Scan the entries and copy each line where the word "usize" is present.

-*-

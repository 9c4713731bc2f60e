//! Transaction toasts driven by tracker events.
//!
//! Toasts are appended newest first and only ever change status in place.
//! Each toast follows one submission. A bounded number is visible; success
//! toasts fade after a configurable time, error toasts stay until dismissed
//! or pushed out by newer toasts, and expose a retry target.

use std::sync::Arc;

use log::{debug, warn};
use parking_lot::Mutex;
use tokio::sync::broadcast::{self, error::RecvError};
use tokio::time::Instant;

use crate::config::ToastConfig;
use crate::tracker::types::{ActionKind, EntryKey, PendingAction};
use crate::tracker::TrackerEvent;

/// Toasts kept per visible slot before the oldest resolved ones are dropped
const RETAINED_PER_VISIBLE: usize = 4;

#[derive(Debug, Clone, Copy, PartialEq, Eq)]
pub enum ToastStatus {
    Pending,
    Success,
    Error,
}

#[derive(Debug, Clone, PartialEq, Eq)]
pub struct Toast {
    pub id: u64,
    /// Tracker submission this toast follows
    pub submission: u64,
    pub key: EntryKey,
    pub kind: ActionKind,
    pub status: ToastStatus,
    pub title: String,
    pub message: Option<String>,
    pub tx_ref: Option<String>,
    resolved_at: Option<Instant>,
}

impl Toast {
    pub fn can_retry(&self) -> bool {
        self.status == ToastStatus::Error
    }
}

#[derive(Debug)]
pub struct ToastQueue {
    config: ToastConfig,
    /// Newest first
    toasts: Vec<Toast>,
    next_id: u64,
}

impl ToastQueue {
    pub fn new(config: ToastConfig) -> Self {
        Self {
            config,
            toasts: Vec::new(),
            next_id: 1,
        }
    }

    /// Fold one tracker event into the queue
    pub fn apply(&mut self, event: &TrackerEvent) {
        match event {
            TrackerEvent::Submitted { submission, action } => {
                let title = format!("{} submitted", action.kind);
                self.push(*submission, action, ToastStatus::Pending, title, None);
            }
            TrackerEvent::Confirmed { submission, action } => {
                let title = format!("{} confirmed", action.kind);
                self.resolve(*submission, action, ToastStatus::Success, title, None);
            }
            TrackerEvent::Failed { submission, action } => {
                let title = format!("{} failed", action.kind);
                let reason = action.failure_reason.clone();
                self.resolve(*submission, action, ToastStatus::Error, title, reason);
            }
            // Toasts outlive their entries
            TrackerEvent::Expired(_) | TrackerEvent::Dismissed(_) => {}
        }
    }

    fn push(
        &mut self,
        submission: u64,
        action: &PendingAction,
        status: ToastStatus,
        title: String,
        message: Option<String>,
    ) {
        let id = self.next_id;
        self.next_id += 1;
        let resolved_at = (status != ToastStatus::Pending).then(Instant::now);
        self.toasts.insert(
            0,
            Toast {
                id,
                submission,
                key: action.key(),
                kind: action.kind,
                status,
                title,
                message,
                tx_ref: action.result_ref.clone(),
                resolved_at,
            },
        );
        self.enforce_capacity();
    }

    fn resolve(
        &mut self,
        submission: u64,
        action: &PendingAction,
        status: ToastStatus,
        title: String,
        message: Option<String>,
    ) {
        let pending = self
            .toasts
            .iter_mut()
            .find(|toast| toast.submission == submission && toast.status == ToastStatus::Pending);

        match pending {
            Some(toast) => {
                toast.status = status;
                toast.title = title;
                toast.message = message;
                toast.tx_ref = action.result_ref.clone();
                toast.resolved_at = Some(Instant::now());
            }
            None => self.push(submission, action, status, title, message),
        }
    }

    /// Most toasts kept in memory, visible or not
    pub fn capacity(&self) -> usize {
        self.config.max_visible.saturating_mul(RETAINED_PER_VISIBLE)
    }

    /// Drop the oldest resolved toasts past capacity, then the oldest of any kind
    fn enforce_capacity(&mut self) {
        let capacity = self.capacity();
        while self.toasts.len() > capacity {
            let oldest_resolved = self
                .toasts
                .iter()
                .rposition(|toast| toast.status != ToastStatus::Pending);
            match oldest_resolved {
                Some(index) => {
                    self.toasts.remove(index);
                }
                None => {
                    self.toasts.pop();
                }
            }
        }
    }

    /// Drop success toasts whose time is up
    pub fn prune(&mut self) {
        let Some(ttl) = self.config.success_ttl() else {
            return;
        };
        let now = Instant::now();
        self.toasts.retain(|toast| {
            !(toast.status == ToastStatus::Success
                && toast.resolved_at.map_or(false, |at| now.duration_since(at) >= ttl))
        });
    }

    /// Toasts to render, newest first
    pub fn visible(&self) -> &[Toast] {
        let end = self.toasts.len().min(self.config.max_visible);
        &self.toasts[..end]
    }

    pub fn len(&self) -> usize {
        self.toasts.len()
    }

    pub fn is_empty(&self) -> bool {
        self.toasts.is_empty()
    }

    pub fn dismiss(&mut self, id: u64) {
        self.toasts.retain(|toast| toast.id != id);
    }

    pub fn clear(&mut self) {
        self.toasts.clear();
    }

    /// Entry to retry for an error toast
    pub fn retry_target(&self, id: u64) -> Option<&EntryKey> {
        self.toasts
            .iter()
            .find(|toast| toast.id == id && toast.can_retry())
            .map(|toast| &toast.key)
    }
}

/// Feed tracker events into a shared queue until the tracker goes away
pub async fn follow(queue: Arc<Mutex<ToastQueue>>, mut events: broadcast::Receiver<TrackerEvent>) {
    loop {
        match events.recv().await {
            Ok(event) => {
                let mut queue = queue.lock();
                queue.apply(&event);
                queue.prune();
            }
            Err(RecvError::Lagged(skipped)) => {
                warn!("Toast queue fell behind, skipped {} events", skipped);
            }
            Err(RecvError::Closed) => {
                debug!("Tracker event channel closed");
                break;
            }
        }
    }
}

-*-

**Reply to the task**
const RETAINED_PER_VISIBLE: usize = 4;
    pub fn capacity(&self) -> usize {
    pub fn len(&self) -> usize {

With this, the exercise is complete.